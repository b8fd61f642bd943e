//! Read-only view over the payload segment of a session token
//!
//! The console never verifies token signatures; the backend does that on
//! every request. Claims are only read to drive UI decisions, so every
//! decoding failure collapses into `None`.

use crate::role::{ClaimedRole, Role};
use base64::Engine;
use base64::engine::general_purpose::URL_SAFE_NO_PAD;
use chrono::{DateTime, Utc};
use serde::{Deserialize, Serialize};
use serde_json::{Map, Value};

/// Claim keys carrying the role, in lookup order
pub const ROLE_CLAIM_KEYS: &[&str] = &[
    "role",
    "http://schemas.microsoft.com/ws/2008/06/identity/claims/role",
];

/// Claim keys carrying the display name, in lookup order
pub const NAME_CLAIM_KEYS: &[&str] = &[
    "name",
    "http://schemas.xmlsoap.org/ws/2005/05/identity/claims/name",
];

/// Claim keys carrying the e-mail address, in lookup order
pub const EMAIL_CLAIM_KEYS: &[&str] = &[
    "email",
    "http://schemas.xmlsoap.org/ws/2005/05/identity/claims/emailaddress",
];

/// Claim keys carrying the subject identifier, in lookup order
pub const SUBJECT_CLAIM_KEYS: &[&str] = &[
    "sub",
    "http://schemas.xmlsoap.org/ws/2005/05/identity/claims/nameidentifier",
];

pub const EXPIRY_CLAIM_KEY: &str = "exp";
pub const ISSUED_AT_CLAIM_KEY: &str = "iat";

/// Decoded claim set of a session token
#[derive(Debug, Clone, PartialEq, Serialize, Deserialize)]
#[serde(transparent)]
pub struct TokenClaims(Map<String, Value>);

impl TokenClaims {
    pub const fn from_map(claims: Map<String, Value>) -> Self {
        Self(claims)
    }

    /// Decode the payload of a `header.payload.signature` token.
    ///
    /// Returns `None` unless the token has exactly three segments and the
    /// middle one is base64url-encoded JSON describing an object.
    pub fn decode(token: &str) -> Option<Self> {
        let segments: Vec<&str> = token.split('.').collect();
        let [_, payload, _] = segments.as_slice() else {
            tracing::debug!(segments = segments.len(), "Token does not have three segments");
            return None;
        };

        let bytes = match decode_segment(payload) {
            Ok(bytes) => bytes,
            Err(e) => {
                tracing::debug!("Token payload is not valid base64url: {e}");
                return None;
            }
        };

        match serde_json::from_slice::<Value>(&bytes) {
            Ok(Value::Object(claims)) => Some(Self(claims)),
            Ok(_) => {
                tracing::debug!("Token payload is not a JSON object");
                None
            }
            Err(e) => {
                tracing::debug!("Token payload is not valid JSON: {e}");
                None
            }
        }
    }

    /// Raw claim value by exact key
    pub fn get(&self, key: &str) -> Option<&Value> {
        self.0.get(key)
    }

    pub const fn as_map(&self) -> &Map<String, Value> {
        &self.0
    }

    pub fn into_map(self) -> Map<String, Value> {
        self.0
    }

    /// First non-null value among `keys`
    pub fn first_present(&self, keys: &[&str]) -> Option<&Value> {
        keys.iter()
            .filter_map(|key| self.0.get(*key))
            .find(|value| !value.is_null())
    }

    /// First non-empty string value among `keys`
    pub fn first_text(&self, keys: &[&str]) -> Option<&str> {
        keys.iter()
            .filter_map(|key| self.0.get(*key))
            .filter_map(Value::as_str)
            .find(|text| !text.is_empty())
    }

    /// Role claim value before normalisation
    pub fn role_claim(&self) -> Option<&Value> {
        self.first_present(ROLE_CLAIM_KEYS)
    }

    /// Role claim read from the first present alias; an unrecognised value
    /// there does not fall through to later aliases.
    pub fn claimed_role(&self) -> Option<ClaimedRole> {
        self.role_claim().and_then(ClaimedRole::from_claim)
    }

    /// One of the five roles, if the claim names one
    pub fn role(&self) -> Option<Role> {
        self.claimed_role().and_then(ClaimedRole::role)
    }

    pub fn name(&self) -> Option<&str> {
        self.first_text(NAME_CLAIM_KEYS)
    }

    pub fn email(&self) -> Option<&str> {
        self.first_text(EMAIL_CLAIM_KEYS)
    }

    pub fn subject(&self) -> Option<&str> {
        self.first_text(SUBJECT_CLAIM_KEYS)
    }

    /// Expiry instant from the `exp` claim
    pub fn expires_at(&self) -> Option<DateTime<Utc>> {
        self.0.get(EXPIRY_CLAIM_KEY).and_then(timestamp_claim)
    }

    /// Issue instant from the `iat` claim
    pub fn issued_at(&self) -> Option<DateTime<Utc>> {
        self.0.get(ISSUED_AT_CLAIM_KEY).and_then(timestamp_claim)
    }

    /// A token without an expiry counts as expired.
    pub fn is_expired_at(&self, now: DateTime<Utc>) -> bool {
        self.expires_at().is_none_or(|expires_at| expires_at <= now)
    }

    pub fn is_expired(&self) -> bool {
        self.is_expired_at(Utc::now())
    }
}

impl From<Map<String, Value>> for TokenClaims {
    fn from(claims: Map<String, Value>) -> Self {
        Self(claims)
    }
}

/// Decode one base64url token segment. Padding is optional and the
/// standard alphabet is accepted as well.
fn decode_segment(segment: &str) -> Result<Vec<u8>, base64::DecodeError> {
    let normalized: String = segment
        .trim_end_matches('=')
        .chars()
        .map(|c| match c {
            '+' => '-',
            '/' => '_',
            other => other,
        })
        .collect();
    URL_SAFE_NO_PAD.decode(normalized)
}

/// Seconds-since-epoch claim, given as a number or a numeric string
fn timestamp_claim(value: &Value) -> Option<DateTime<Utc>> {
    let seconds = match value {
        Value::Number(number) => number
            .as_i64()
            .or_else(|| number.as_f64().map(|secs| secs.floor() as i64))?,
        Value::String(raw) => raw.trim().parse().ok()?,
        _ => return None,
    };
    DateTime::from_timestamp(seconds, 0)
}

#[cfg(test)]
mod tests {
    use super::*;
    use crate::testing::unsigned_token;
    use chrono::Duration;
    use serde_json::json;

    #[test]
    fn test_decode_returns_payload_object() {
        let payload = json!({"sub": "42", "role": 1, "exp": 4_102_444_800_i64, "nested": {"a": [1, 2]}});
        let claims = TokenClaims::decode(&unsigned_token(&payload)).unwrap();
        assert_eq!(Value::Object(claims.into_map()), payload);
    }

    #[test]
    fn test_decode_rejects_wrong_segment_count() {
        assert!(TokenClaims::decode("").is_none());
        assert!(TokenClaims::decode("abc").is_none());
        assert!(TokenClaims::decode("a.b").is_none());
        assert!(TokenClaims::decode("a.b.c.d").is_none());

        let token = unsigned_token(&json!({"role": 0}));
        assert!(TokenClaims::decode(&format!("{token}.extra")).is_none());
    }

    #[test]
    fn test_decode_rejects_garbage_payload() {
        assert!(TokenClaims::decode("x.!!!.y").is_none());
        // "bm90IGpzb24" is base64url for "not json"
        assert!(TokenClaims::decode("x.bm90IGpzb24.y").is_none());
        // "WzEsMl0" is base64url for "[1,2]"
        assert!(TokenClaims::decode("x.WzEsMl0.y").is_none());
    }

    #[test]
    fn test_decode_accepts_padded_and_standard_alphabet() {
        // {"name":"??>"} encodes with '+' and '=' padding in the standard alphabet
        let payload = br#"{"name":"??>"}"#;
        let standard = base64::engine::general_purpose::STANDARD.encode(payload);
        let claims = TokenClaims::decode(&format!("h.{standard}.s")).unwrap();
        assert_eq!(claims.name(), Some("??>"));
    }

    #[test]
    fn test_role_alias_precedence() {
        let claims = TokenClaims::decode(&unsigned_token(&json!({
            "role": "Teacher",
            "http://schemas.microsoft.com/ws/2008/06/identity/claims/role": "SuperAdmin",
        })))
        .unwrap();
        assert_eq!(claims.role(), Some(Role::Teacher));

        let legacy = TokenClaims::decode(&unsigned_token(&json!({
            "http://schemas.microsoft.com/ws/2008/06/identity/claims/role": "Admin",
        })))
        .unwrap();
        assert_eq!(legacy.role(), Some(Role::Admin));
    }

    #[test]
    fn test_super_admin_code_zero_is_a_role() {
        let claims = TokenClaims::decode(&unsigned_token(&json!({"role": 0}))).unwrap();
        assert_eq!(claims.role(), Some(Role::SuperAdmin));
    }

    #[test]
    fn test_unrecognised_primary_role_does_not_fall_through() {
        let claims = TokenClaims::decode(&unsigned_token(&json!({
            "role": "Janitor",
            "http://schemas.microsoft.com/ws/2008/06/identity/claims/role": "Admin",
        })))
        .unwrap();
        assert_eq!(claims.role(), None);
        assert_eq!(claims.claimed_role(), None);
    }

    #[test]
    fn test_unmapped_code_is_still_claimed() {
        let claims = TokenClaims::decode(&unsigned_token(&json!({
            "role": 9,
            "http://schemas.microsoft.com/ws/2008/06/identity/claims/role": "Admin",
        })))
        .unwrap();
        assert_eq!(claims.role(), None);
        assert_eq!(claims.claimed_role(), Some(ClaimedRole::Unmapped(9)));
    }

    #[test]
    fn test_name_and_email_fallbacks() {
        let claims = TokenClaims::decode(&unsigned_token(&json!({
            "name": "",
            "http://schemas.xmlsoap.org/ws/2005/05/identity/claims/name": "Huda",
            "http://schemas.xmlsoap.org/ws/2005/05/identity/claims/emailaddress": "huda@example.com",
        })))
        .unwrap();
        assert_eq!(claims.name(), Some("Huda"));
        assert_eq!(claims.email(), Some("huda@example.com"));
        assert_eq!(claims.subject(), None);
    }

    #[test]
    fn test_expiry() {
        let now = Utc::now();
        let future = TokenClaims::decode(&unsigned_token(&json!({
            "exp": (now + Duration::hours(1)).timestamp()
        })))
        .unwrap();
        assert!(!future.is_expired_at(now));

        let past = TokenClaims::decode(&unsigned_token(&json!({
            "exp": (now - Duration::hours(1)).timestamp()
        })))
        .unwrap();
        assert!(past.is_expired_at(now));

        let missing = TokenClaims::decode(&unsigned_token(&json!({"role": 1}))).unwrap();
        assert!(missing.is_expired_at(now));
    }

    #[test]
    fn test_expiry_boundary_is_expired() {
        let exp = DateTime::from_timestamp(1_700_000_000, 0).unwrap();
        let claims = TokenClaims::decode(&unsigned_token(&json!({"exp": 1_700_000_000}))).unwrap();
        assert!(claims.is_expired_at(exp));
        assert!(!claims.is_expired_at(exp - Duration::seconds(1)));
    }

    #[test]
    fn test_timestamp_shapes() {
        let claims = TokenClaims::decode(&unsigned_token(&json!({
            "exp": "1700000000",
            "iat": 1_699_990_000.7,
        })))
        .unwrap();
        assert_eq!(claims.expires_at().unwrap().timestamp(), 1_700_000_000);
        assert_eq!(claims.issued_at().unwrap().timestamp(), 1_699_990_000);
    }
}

## Task to complete
Quote exactly the first line of the entries and every line after it, stopping with the line that contains "decoding failure collapses".

## Solution below
repository b8fd61f642bd943e
//! Read-only view over the payload segment of a session token
//!
//! The console never verifies token signatures; the backend does that on
//! every request. Claims are only read to drive UI decisions, so every
//! decoding failure collapses into `None`.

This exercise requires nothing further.